GAO contends the Federal Communications Commission’s (FCC) RF energy exposure limit may not reflect the latest research, and testing requirements may not identify maximum exposure in all possible usage conditions, saying the commish set a RF energy exposure limit for mobile phones in 1996, based on recommendations from federal health and safety agencies and international organizations.
“These international organizations have updated their exposure limit recommendation in recent years, based on new research, and this new limit has been widely adopted by other countries, including countries in the European Union,” it says. “This new recommended limit could allow for more RF energy exposure, but actual exposure depends on a number of factors including how the phone is held during use. FCC has not adopted the new recommended limit. The Office of Management and Budget’s instructions to federal agencies require the adoption of consensus standards when possible. FCC told GAO that it relies on the guidance of federal health and safety agencies when determining the RF energy exposure limit, and to date, none of these agencies have advised FCC to change the limit. However, FCC has not formally asked these agencies for a reassessment.”

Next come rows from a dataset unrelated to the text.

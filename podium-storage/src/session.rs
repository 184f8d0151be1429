//! Buffered transactional session

use crate::{StorageResult, StorageTrait, WriteBatch};
use podium_core::{Metadata, QualificationStatus, Team, TeamId, Timestamp, UpsertPolicy};

/// Outcome of [`Session::upsert_team`].
#[derive(Debug, Clone, Copy, PartialEq, Eq)]
pub enum TeamUpsert {
    /// First sighting; the full record was stored.
    Created,
    /// Known team; only the skills metrics were refreshed.
    Updated,
}

/// Unit of work over a storage backend.
///
/// Writes accumulate in memory and reach the backend in one atomic
/// [`StorageTrait::apply`] on [`commit`](Session::commit). Reads through the
/// session see its own pending writes first.
pub struct Session<'a, S: StorageTrait + ?Sized> {
    storage: &'a S,
    pending: WriteBatch,
}

impl<'a, S: StorageTrait + ?Sized> Session<'a, S> {
    pub fn new(storage: &'a S) -> Self {
        Self {
            storage,
            pending: WriteBatch::new(),
        }
    }

    pub fn storage(&self) -> &'a S {
        self.storage
    }

    /// Rows waiting for the next commit.
    pub fn pending_len(&self) -> usize {
        self.pending.len()
    }

    pub fn has_pending(&self) -> bool {
        !self.pending.is_empty()
    }

    // === Reads ===

    pub fn team(&self, id: TeamId) -> StorageResult<Option<Team>> {
        match self.pending.teams.get(&id) {
            Some(team) => Ok(Some(team.clone())),
            None => self.storage.team_get(id),
        }
    }

    pub fn qualification(&self, team_id: TeamId) -> StorageResult<Option<QualificationStatus>> {
        match self.pending.qualifications.get(&team_id) {
            Some(status) => Ok(Some(*status)),
            None => self.storage.qualification_get(team_id),
        }
    }

    pub fn metadata(&self) -> StorageResult<Metadata> {
        match self.pending.metadata {
            Some(metadata) => Ok(metadata),
            None => self.storage.metadata(),
        }
    }

    // === Writes ===

    /// Merge `status` into the team's qualification row under `policy` and
    /// return the status that will be stored.
    pub fn upsert_qualification(
        &mut self,
        team_id: TeamId,
        status: QualificationStatus,
        policy: UpsertPolicy,
    ) -> StorageResult<QualificationStatus> {
        let current = self.qualification(team_id)?;
        let merged = policy.merge(current, status);
        if current != Some(merged) {
            tracing::debug!(
                team_id = %team_id,
                from = ?current,
                to = %merged,
                ?policy,
                "Qualification changed"
            );
        }
        self.pending.qualifications.insert(team_id, merged);
        Ok(merged)
    }

    /// Store a team on first sighting; afterwards refresh only its metrics.
    pub fn upsert_team(&mut self, team: Team) -> StorageResult<TeamUpsert> {
        match self.team(team.id)? {
            Some(mut existing) => {
                existing.refresh_metrics(&team);
                self.pending.teams.insert(existing.id, existing);
                Ok(TeamUpsert::Updated)
            }
            None => {
                self.pending.teams.insert(team.id, team);
                Ok(TeamUpsert::Created)
            }
        }
    }

    pub fn set_metadata_last_update(&mut self, at: Timestamp) -> StorageResult<()> {
        let mut metadata = self.metadata()?;
        metadata.last_slow_update = Some(at);
        self.pending.metadata = Some(metadata);
        Ok(())
    }

    // === Lifecycle ===

    /// Apply pending writes atomically. Returns the number of rows written.
    ///
    /// On failure the pending writes stay buffered.
    pub fn commit(&mut self) -> StorageResult<usize> {
        if self.pending.is_empty() {
            return Ok(0);
        }
        self.storage.apply(&self.pending)?;
        let rows = self.pending.len();
        self.pending = WriteBatch::new();
        tracing::debug!(rows, "Session committed");
        Ok(rows)
    }

    /// Discard pending writes.
    pub fn rollback(&mut self) {
        self.pending = WriteBatch::new();
    }
}

impl<S: StorageTrait + ?Sized> Drop for Session<'_, S> {
    fn drop(&mut self) {
        if self.has_pending() {
            tracing::debug!(
                rows = self.pending_len(),
                "Session dropped with uncommitted writes; discarding"
            );
        }
    }
}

As a result of its report, GAO recommends the FCC formally reassess the current RF energy exposure limit, including its effects on human health, the costs and benefits associated with keeping the current limit along with the opinions of relevant health and safety agencies, and then change the limit if determined appropriate. In addition, the FCC should reassess whether mobile-phone testing requirements result in the identification of maximum RF energy exposure in likely usage configurations, particularly when mobile phones are held against the body, and then update testing requirements as appropriate.
Commenting on the GAO’s actions, John Walls, vice president/Government Affairs at CTIA-The Wireless Association, released a statement saying, "While we have not had a chance to examine the full report in detail yet, we appreciate the GAO’s review of the status of scientific research in this area and of the comprehensive federal regulatory oversight of wireless phone safety. CTIA continues to defer to the views of scientific experts, federal agencies with expertise and impartial health organizations.”
Walls continued, "The FCC, the FDA, the National Cancer Institute and the World Health Organization have each evaluated the scientific research on wireless phones that has been conducted worldwide for more than two decades. Each has found that the weight of the scientific research has not established that wireless phone use causes adverse health effects. Accordingly, the FCC has noted on its Web site that ‘currently no scientific evidence establishes a causal link between wireless device use and cancer or other illnesses,’ and that ‘all wireless phones sold in the United States meet government requirements that limit their RF energy to safe levels.’ More information about wireless phone safety is available to consumers on CTIA’s Web site.”
He concluded, "The FCC has been vigilant in its oversight in this area and has set safety standards to make sure that radio frequency fields from wireless phones remain at what it has determined are safe levels. The FCC’s safety standards include a 50-fold safety factor and, as the FCC has noted, are the most conservative in the world. The FCC recently announced that it will soon begin a review of its safety standards for wireless phones, and that it is confident that its emissions guidelines for wireless devices pose no risk to consumers. CTIA welcomes the Commission’s continued careful oversight of this issue."